**Your task**
Without altering a single character, set down all of the data below.

(Saved data entries)
# # # # #
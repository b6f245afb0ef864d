// ABOUTME: Shared helpers for adapter integration tests against wiremock servers
// ABOUTME: Builds adapter contexts with an unpaced limiter and millisecond backoff
//
// SPDX-License-Identifier: MIT OR Apache-2.0
// Copyright (c) 2025 Pierre Fitness Intelligence

#![allow(clippy::unwrap_used, clippy::expect_used, clippy::panic)]
#![allow(dead_code)]

use std::sync::Arc;

use tulen_adapters::{AdapterContext, RateLimiter, RetryBackoffConfig};
use tulen_core::models::DateRange;

/// Base delay used by [`fast_context`]
pub const BASE_DELAY_MS: u64 = 20;

/// Context with no pacing and a 3-attempt, 20 ms backoff
pub fn fast_context() -> AdapterContext {
    AdapterContext::new(
        reqwest::Client::new(),
        Arc::new(RateLimiter::unlimited()),
        RetryBackoffConfig::immediate(3, BASE_DELAY_MS),
    )
}

/// Context with production pacing, so `Retry-After` penalties reach the limiter
pub fn paced_context() -> AdapterContext {
    AdapterContext::new(
        reqwest::Client::new(),
        Arc::new(RateLimiter::default()),
        RetryBackoffConfig::immediate(3, BASE_DELAY_MS),
    )
}

/// March 2024
pub fn march() -> DateRange {
    DateRange::parse("2024-03-01", "2024-03-31").unwrap()
}
// ABOUTME: Token store abstraction keyed by platform with in-memory and SQLite backends
// ABOUTME: Only the token lifecycle manager writes through this trait
//
// SPDX-License-Identifier: MIT OR Apache-2.0
// Copyright (c) 2025 Pierre Fitness Intelligence

//! # Token Store
//!
//! Keyed persistence for [`OAuthTokenRecord`]s, one record per platform.
//! Implementations must make `upsert` a single atomic write: a reader never
//! observes a record whose tokens and `connected` flag come from different
//! writes.

use async_trait::async_trait;

use crate::errors::PlatformResult;
use crate::models::{OAuthTokenRecord, Platform};

/// In-memory store for tests and ephemeral runs
pub mod memory;
/// SQLite store backed by `sqlx`
pub mod sqlite;

pub use memory::InMemoryTokenStore;
pub use sqlite::SqliteTokenStore;

/// Keyed record store for OAuth tokens
#[async_trait]
pub trait TokenStore: Send + Sync {
    /// Record for `platform`, if one was ever written
    ///
    /// # Errors
    ///
    /// `Storage` when the backend cannot be read
    async fn get(&self, platform: Platform) -> PlatformResult<Option<OAuthTokenRecord>>;

    /// Insert or replace the record for `record.platform()` atomically
    ///
    /// # Errors
    ///
    /// `Storage` when the backend rejects the write
    async fn upsert(&self, record: &OAuthTokenRecord) -> PlatformResult<()>;

    /// Every stored record
    ///
    /// # Errors
    ///
    /// `Storage` when the backend cannot be read
    async fn list(&self) -> PlatformResult<Vec<OAuthTokenRecord>>;
}
// ABOUTME: OAuth token endpoint client for code exchange and refresh across all platforms
// ABOUTME: Generates PKCE parameters and maps token endpoint failures to auth reasons
//
// SPDX-License-Identifier: MIT OR Apache-2.0
// Copyright (c) 2025 Pierre Fitness Intelligence

use std::collections::HashMap;
use std::fmt::{self, Debug, Formatter};

use async_trait::async_trait;
use base64::engine::general_purpose::URL_SAFE_NO_PAD;
use base64::Engine as _;
use chrono::{Duration, Utc};
use rand::Rng;
use reqwest::{Client, RequestBuilder, StatusCode};
use serde::Deserialize;
use serde_json::Value;
use sha2::{Digest, Sha256};
use tracing::{debug, warn};

use crate::config::OAuthClientConfig;
use crate::constants::oauth::{
    CODE_VERIFIER_LENGTH, DEFAULT_TOKEN_EXPIRY_SECS, DEFAULT_TOKEN_TYPE,
    FACEBOOK_LONG_LIVED_EXPIRY_SECS,
};
use crate::errors::{AuthFailure, PlatformError, PlatformResult};
use crate::models::{AccountInfo, Platform, TokenSet};

/// PKCE (Proof Key for Code Exchange) parameters
#[derive(Clone, PartialEq, Eq)]
pub struct PkceParams {
    /// Random code verifier (43-128 characters)
    pub code_verifier: String,
    /// Base64url SHA-256 of the verifier
    pub code_challenge: String,
    /// Always `S256`
    pub code_challenge_method: String,
}

impl PkceParams {
    /// Generate parameters with the `S256` challenge method
    #[must_use]
    pub fn generate() -> Self {
        const CHARS: &[u8] = b"ABCDEFGHIJKLMNOPQRSTUVWXYZabcdefghijklmnopqrstuvwxyz0123456789-._~";
        let mut rng = rand::thread_rng();
        let code_verifier: String = (0..CODE_VERIFIER_LENGTH)
            .map(|_| char::from(CHARS[rng.gen_range(0..CHARS.len())]))
            .collect();
        Self::from_verifier(code_verifier)
    }

    /// Derive the challenge for a known verifier
    #[must_use]
    pub fn from_verifier(code_verifier: String) -> Self {
        let code_challenge = URL_SAFE_NO_PAD.encode(Sha256::digest(code_verifier.as_bytes()));
        Self {
            code_verifier,
            code_challenge,
            code_challenge_method: "S256".into(),
        }
    }
}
# # # # #
**Solution for this problem**
repository b6f245afb0ef864d
// ABOUTME: Shared helpers for adapter integration tests against wiremock servers
// ABOUTME: Builds adapter contexts with an unpaced limiter and millisecond backoff
//
// SPDX-License-Identifier: MIT OR Apache-2.0
// Copyright (c) 2025 Pierre Fitness Intelligence

#![allow(clippy::unwrap_used, clippy::expect_used, clippy::panic)]
#![allow(dead_code)]

use std::sync::Arc;

use tulen_adapters::{AdapterContext, RateLimiter, RetryBackoffConfig};
use tulen_core::models::DateRange;

/// Base delay used by [`fast_context`]
pub const BASE_DELAY_MS: u64 = 20;

/// Context with no pacing and a 3-attempt, 20 ms backoff
pub fn fast_context() -> AdapterContext {
    AdapterContext::new(
        reqwest::Client::new(),
        Arc::new(RateLimiter::unlimited()),
        RetryBackoffConfig::immediate(3, BASE_DELAY_MS),
    )
}

/// Context with production pacing, so `Retry-After` penalties reach the limiter
pub fn paced_context() -> AdapterContext {
    AdapterContext::new(
        reqwest::Client::new(),
        Arc::new(RateLimiter::default()),
        RetryBackoffConfig::immediate(3, BASE_DELAY_MS),
    )
}

/// March 2024
pub fn march() -> DateRange {
    DateRange::parse("2024-03-01", "2024-03-31").unwrap()
}
// ABOUTME: Token store abstraction keyed by platform with in-memory and SQLite backends
// ABOUTME: Only the token lifecycle manager writes through this trait
//
// SPDX-License-Identifier: MIT OR Apache-2.0
// Copyright (c) 2025 Pierre Fitness Intelligence

//! # Token Store
//!
//! Keyed persistence for [`OAuthTokenRecord`]s, one record per platform.
//! Implementations must make `upsert` a single atomic write: a reader never
//! observes a record whose tokens and `connected` flag come from different
//! writes.

use async_trait::async_trait;

use crate::errors::PlatformResult;
use crate::models::{OAuthTokenRecord, Platform};

/// In-memory store for tests and ephemeral runs
pub mod memory;
/// SQLite store backed by `sqlx`
pub mod sqlite;

pub use memory::InMemoryTokenStore;
pub use sqlite::SqliteTokenStore;

/// Keyed record store for OAuth tokens
#[async_trait]
pub trait TokenStore: Send + Sync {
    /// Record for `platform`, if one was ever written
    ///
    /// # Errors
    ///
    /// `Storage` when the backend cannot be read
    async fn get(&self, platform: Platform) -> PlatformResult<Option<OAuthTokenRecord>>;

    /// Insert or replace the record for `record.platform()` atomically
    ///
    /// # Errors
    ///
    /// `Storage` when the backend rejects the write
    async fn upsert(&self, record: &OAuthTokenRecord) -> PlatformResult<()>;

    /// Every stored record
    ///
    /// # Errors
    ///
    /// `Storage` when the backend cannot be read
    async fn list(&self) -> PlatformResult<Vec<OAuthTokenRecord>>;
}
// ABOUTME: OAuth token endpoint client for code exchange and refresh across all platforms
// ABOUTME: Generates PKCE parameters and maps token endpoint failures to auth reasons
//
// SPDX-License-Identifier: MIT OR Apache-2.0
// Copyright (c) 2025 Pierre Fitness Intelligence

use std::collections::HashMap;
use std::fmt::{self, Debug, Formatter};

use async_trait::async_trait;
use base64::engine::general_purpose::URL_SAFE_NO_PAD;
use base64::Engine as _;
use chrono::{Duration, Utc};
use rand::Rng;
use reqwest::{Client, RequestBuilder, StatusCode};
use serde::Deserialize;
use serde_json::Value;
use sha2::{Digest, Sha256};
use tracing::{debug, warn};

use crate::config::OAuthClientConfig;
use crate::constants::oauth::{
    CODE_VERIFIER_LENGTH, DEFAULT_TOKEN_EXPIRY_SECS, DEFAULT_TOKEN_TYPE,
    FACEBOOK_LONG_LIVED_EXPIRY_SECS,
};
use crate::errors::{AuthFailure, PlatformError, PlatformResult};
use crate::models::{AccountInfo, Platform, TokenSet};

/// PKCE (Proof Key for Code Exchange) parameters
#[derive(Clone, PartialEq, Eq)]
pub struct PkceParams {
    /// Random code verifier (43-128 characters)
    pub code_verifier: String,
    /// Base64url SHA-256 of the verifier
    pub code_challenge: String,
    /// Always `S256`
    pub code_challenge_method: String,
}

impl PkceParams {
    /// Generate parameters with the `S256` challenge method
    #[must_use]
    pub fn generate() -> Self {
        const CHARS: &[u8] = b"ABCDEFGHIJKLMNOPQRSTUVWXYZabcdefghijklmnopqrstuvwxyz0123456789-._~";
        let mut rng = rand::thread_rng();
        let code_verifier: String = (0..CODE_VERIFIER_LENGTH)
            .map(|_| char::from(CHARS[rng.gen_range(0..CHARS.len())]))
            .collect();
        Self::from_verifier(code_verifier)
    }

    /// Derive the challenge for a known verifier
    #[must_use]
    pub fn from_verifier(code_verifier: String) -> Self {
        let code_challenge = URL_SAFE_NO_PAD.encode(Sha256::digest(code_verifier.as_bytes()));
        Self {
            code_verifier,
            code_challenge,
            code_challenge_method: "S256".into(),
        }
    }
}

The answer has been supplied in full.